Collected data:
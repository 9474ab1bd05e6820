use utoipa::OpenApi;

#[derive(OpenApi)]
/// Aggregated OpenAPI specification for Cards Party Back.
#[openapi(
    paths(
        crate::routes::health::healthcheck,
        crate::routes::game::create_game,
        crate::routes::game::read_game,
        crate::routes::game::poll_game,
        crate::routes::game::open_game,
        crate::routes::game::close_game,
        crate::routes::game::finish_game,
        crate::routes::game::add_player,
        crate::routes::game::shuffle_player_cards,
        crate::routes::game::replace_player_card,
        crate::routes::game::new_round,
        crate::routes::game::next_round,
        crate::routes::game::new_prompt,
        crate::routes::game::respond,
        crate::routes::game::reset_response,
        crate::routes::game::vote,
        crate::routes::game::reveal,
    ),
    components(
        schemas(
            crate::dto::health::HealthResponse,
            crate::dto::health::HealthStatus,
            crate::dto::poll::PollResponse,
            crate::dto::game::GameView,
            crate::dto::game::PlayerView,
            crate::dto::game::RoundView,
            crate::dto::game::ResponseView,
            crate::dto::game::AddPlayerRequest,
            crate::dto::game::PromptRequest,
            crate::dto::game::NextRoundRequest,
            crate::dto::game::RespondRequest,
            crate::dto::game::PlayerRequest,
            crate::dto::game::VoteRequest,
            crate::dto::game::ShuffleCardsRequest,
            crate::dto::game::ReplaceCardRequest,
        )
    ),
    tags(
        (name = "health", description = "Health check endpoints"),
        (name = "game", description = "Game lifecycle and rounds"),
        (name = "poll", description = "Long-poll for game changes"),
    )
)]
/// OpenAPI description of every route and schema.
pub struct ApiDoc;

TASK BRIEF: Search the entries above for the word "description" and copy each line where it appears.

WRITTEN REPLY:
        (name = "health", description = "Health check endpoints"),
        (name = "game", description = "Game lifecycle and rounds"),
        (name = "poll", description = "Long-poll for game changes"),
/// OpenAPI description of every route and schema.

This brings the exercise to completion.